MATERIAL PROVIDED
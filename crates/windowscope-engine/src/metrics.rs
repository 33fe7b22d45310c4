//! Frame-rate measurement and live session counters.

use std::collections::VecDeque;
use std::sync::atomic::{AtomicU32, AtomicU64, Ordering};
use std::time::{Duration, Instant};

use parking_lot::RwLock;

use windowscope_ipc::{CaptureMethod, EngineState, EngineStatus};

/// Width of the sliding window used for frame-rate measurement.
pub const FPS_WINDOW: Duration = Duration::from_secs(1);

/// Sliding-window frame counter.
///
/// Reports the number of deliveries in the trailing second. This reacts
/// immediately to schedule changes, unlike a moving average.
#[derive(Debug)]
pub struct FpsMeter {
    window: Duration,
    samples: VecDeque<Instant>,
}

impl FpsMeter {
    /// Create a meter over the default one-second window.
    pub fn new() -> Self {
        Self::with_window(FPS_WINDOW)
    }

    /// Create a meter over a custom window.
    pub fn with_window(window: Duration) -> Self {
        Self {
            window,
            samples: VecDeque::new(),
        }
    }

    /// Record a delivery at `now` and return the current rate, if measurable.
    pub fn record(&mut self, now: Instant) -> Option<f32> {
        self.samples.push_back(now);
        self.prune(now);
        self.current()
    }

    /// Drop samples older than the window relative to `now`.
    pub fn prune(&mut self, now: Instant) {
        while let Some(&oldest) = self.samples.front() {
            if now.saturating_duration_since(oldest) > self.window {
                self.samples.pop_front();
            } else {
                break;
            }
        }
    }

    /// Deliveries in the window, once at least two are present.
    pub fn current(&self) -> Option<f32> {
        if self.samples.len() >= 2 {
            Some(self.samples.len() as f32)
        } else {
            None
        }
    }

    /// Number of retained samples.
    pub fn len(&self) -> usize {
        self.samples.len()
    }

    pub fn is_empty(&self) -> bool {
        self.samples.is_empty()
    }
}

impl Default for FpsMeter {
    fn default() -> Self {
        Self::new()
    }
}

/// Counters mirrored out of the tick pipeline so that status reads never
/// wait on an in-flight tick.
#[derive(Debug, Default)]
pub struct SessionStats {
    capture_count: AtomicU64,
    consecutive_failures: AtomicU32,
    frames_delivered: AtomicU64,
    actual_fps: RwLock<f32>,
    current_method: RwLock<Option<CaptureMethod>>,
}

impl SessionStats {
    pub fn set_capture_count(&self, count: u64) {
        self.capture_count.store(count, Ordering::Relaxed);
    }

    pub fn set_consecutive_failures(&self, count: u32) {
        self.consecutive_failures.store(count, Ordering::Relaxed);
    }

    pub fn set_frames_delivered(&self, count: u64) {
        self.frames_delivered.store(count, Ordering::Relaxed);
    }

    pub fn set_actual_fps(&self, fps: f32) {
        *self.actual_fps.write() = fps;
    }

    pub fn set_current_method(&self, method: CaptureMethod) {
        *self.current_method.write() = Some(method);
    }

    pub fn capture_count(&self) -> u64 {
        self.capture_count.load(Ordering::Relaxed)
    }

    pub fn consecutive_failures(&self) -> u32 {
        self.consecutive_failures.load(Ordering::Relaxed)
    }

    pub fn frames_delivered(&self) -> u64 {
        self.frames_delivered.load(Ordering::Relaxed)
    }

    pub fn actual_fps(&self) -> f32 {
        *self.actual_fps.read()
    }

    pub fn current_method(&self) -> Option<CaptureMethod> {
        *self.current_method.read()
    }

    /// Get current status snapshot.
    pub fn snapshot(&self, state: EngineState, target_fps: u32) -> EngineStatus {
        EngineStatus {
            state,
            target_fps,
            actual_fps: self.actual_fps(),
            capture_count: self.capture_count(),
            consecutive_failures: self.consecutive_failures(),
            frames_delivered: self.frames_delivered(),
            current_method: self.current_method(),
        }
    }
}
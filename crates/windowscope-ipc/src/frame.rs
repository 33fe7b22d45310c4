//! Captured frame type.

use std::fmt;

use bytes::Bytes;

/// Bytes per pixel of a BGRA frame.
pub const BYTES_PER_PIXEL: usize = 4;

/// A decoded bitmap in top-down BGRA order (4 bytes per pixel, no row padding).
#[derive(Clone)]
pub struct Frame {
    /// Pixel data.
    pub data: Bytes,

    /// Frame width in pixels.
    pub width: u32,

    /// Frame height in pixels.
    pub height: u32,
}

impl Frame {
    /// Create a new frame.
    pub fn new(data: Bytes, width: u32, height: u32) -> Self {
        Self {
            data,
            width,
            height,
        }
    }

    /// Bytes per row.
    pub fn stride(&self) -> usize {
        self.width as usize * BYTES_PER_PIXEL
    }

    /// Expected buffer size for the given dimensions.
    pub fn buffer_size(width: u32, height: u32) -> usize {
        width as usize * height as usize * BYTES_PER_PIXEL
    }

    /// Validate that the pixel data matches the declared dimensions.
    pub fn is_valid(&self) -> bool {
        self.width > 0
            && self.height > 0
            && self.data.len() == Self::buffer_size(self.width, self.height)
    }
}

impl fmt::Debug for Frame {
    fn fmt(&self, f: &mut fmt::Formatter<'_>) -> fmt::Result {
        f.debug_struct("Frame")
            .field("width", &self.width)
            .field("height", &self.height)
            .field("bytes", &self.data.len())
            .finish()
    }
}
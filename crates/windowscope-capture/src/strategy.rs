//! Prioritized capture strategies with automatic fallback.

use tracing::{debug, trace};
use windowscope_ipc::{CaptureMethod, Frame, WindowHandle};

use crate::error::CaptureError;
use crate::CaptureResult;

/// One way of producing a full-window image.
///
/// Each attempt owns every native resource it acquires and releases it
/// before returning, whatever the outcome. Nothing is held across calls.
pub trait CaptureStrategy: Send + Sync {
    /// Tag reported when this strategy produces a frame.
    fn method(&self) -> CaptureMethod;

    /// Capture `window` into a `width` x `height` BGRA frame.
    fn capture(&self, window: WindowHandle, width: u32, height: u32) -> CaptureResult<Frame>;
}

/// A frame and the strategy that produced it.
#[derive(Debug, Clone)]
pub struct ChainCapture {
    pub frame: Frame,
    pub method: CaptureMethod,
}

/// Ordered list of strategies, tried in priority order until one succeeds.
pub struct StrategyChain {
    strategies: Vec<Box<dyn CaptureStrategy>>,
}

impl StrategyChain {
    /// Create a chain from strategies in priority order.
    pub fn new(strategies: Vec<Box<dyn CaptureStrategy>>) -> Self {
        Self { strategies }
    }

    /// Append a lower-priority strategy.
    pub fn push(&mut self, strategy: Box<dyn CaptureStrategy>) {
        self.strategies.push(strategy);
    }

    /// Methods in priority order.
    pub fn methods(&self) -> Vec<CaptureMethod> {
        self.strategies.iter().map(|s| s.method()).collect()
    }

    pub fn is_empty(&self) -> bool {
        self.strategies.is_empty()
    }

    /// Try each strategy once, returning the first frame produced.
    pub fn capture(
        &self,
        window: WindowHandle,
        width: u32,
        height: u32,
    ) -> CaptureResult<ChainCapture> {
        for strategy in &self.strategies {
            let method = strategy.method();
            match strategy.capture(window, width, height) {
                Ok(frame) if frame.is_valid() => {
                    trace!(%method, width, height, "Strategy produced frame");
                    return Ok(ChainCapture { frame, method });
                }
                Ok(frame) => {
                    debug!(%method, ?frame, "Strategy returned malformed frame");
                }
                Err(e) => {
                    debug!(%method, error = %e, "Strategy failed");
                }
            }
        }

        Err(CaptureError::AllStrategiesFailed)
    }
}
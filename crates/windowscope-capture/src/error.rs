//! Error types for the capture module.

use std::time::Duration;

use thiserror::Error;
use windowscope_ipc::CaptureMethod;

/// Errors that can occur during capture operations.
#[derive(Debug, Error)]
pub enum CaptureError {
    /// Windows API error.
    #[error("Windows API error: {message}")]
    WindowsApi {
        message: String,
        #[cfg(windows)]
        #[source]
        source: Option<windows::core::Error>,
    },

    /// The window rectangle collapsed to zero or negative size.
    #[error("Window geometry invalid: {width}x{height}")]
    GeometryInvalid { width: i32, height: i32 },

    /// A single strategy could not produce a frame.
    #[error("{method} capture failed: {reason}")]
    StrategyFailed {
        method: CaptureMethod,
        reason: String,
    },

    /// Every strategy in the chain failed this tick.
    #[error("All capture strategies failed")]
    AllStrategiesFailed,

    /// Native acquisition did not return in time.
    #[error("Capture acquisition timed out after {0:?}")]
    AcquisitionTimeout(Duration),

    /// A previous acquisition is still running.
    #[error("Capture acquisition still in progress")]
    AcquisitionBusy,

    /// Frame conversion error.
    #[error("Frame conversion error: {0}")]
    FrameConversion(String),

    /// Capture source not found.
    #[error("Capture source not found: {0}")]
    SourceNotFound(String),
}

impl CaptureError {
    /// Whether the error means "no strategy could capture this tick".
    pub fn is_capture_unavailable(&self) -> bool {
        matches!(
            self,
            Self::StrategyFailed { .. }
                | Self::AllStrategiesFailed
                | Self::AcquisitionTimeout(_)
                | Self::AcquisitionBusy
        )
    }

    #[cfg(windows)]
    pub(crate) fn windows_api(message: impl Into<String>) -> Self {
        Self::WindowsApi {
            message: message.into(),
            source: None,
        }
    }
}

#[cfg(windows)]
impl From<windows::core::Error> for CaptureError {
    fn from(err: windows::core::Error) -> Self {
        Self::WindowsApi {
            message: err.message().to_string(),
            source: Some(err),
        }
    }
}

EXERCISE BRIEF
Look through the listing above and copy each line where the string "samples" occurs.

ANSWER SECTION
    samples: VecDeque<Instant>,
            samples: VecDeque::new(),
        self.samples.push_back(now);
    /// Drop samples older than the window relative to `now`.
        while let Some(&oldest) = self.samples.front() {
                self.samples.pop_front();
        if self.samples.len() >= 2 {
            Some(self.samples.len() as f32)
    /// Number of retained samples.
        self.samples.len()
        self.samples.is_empty()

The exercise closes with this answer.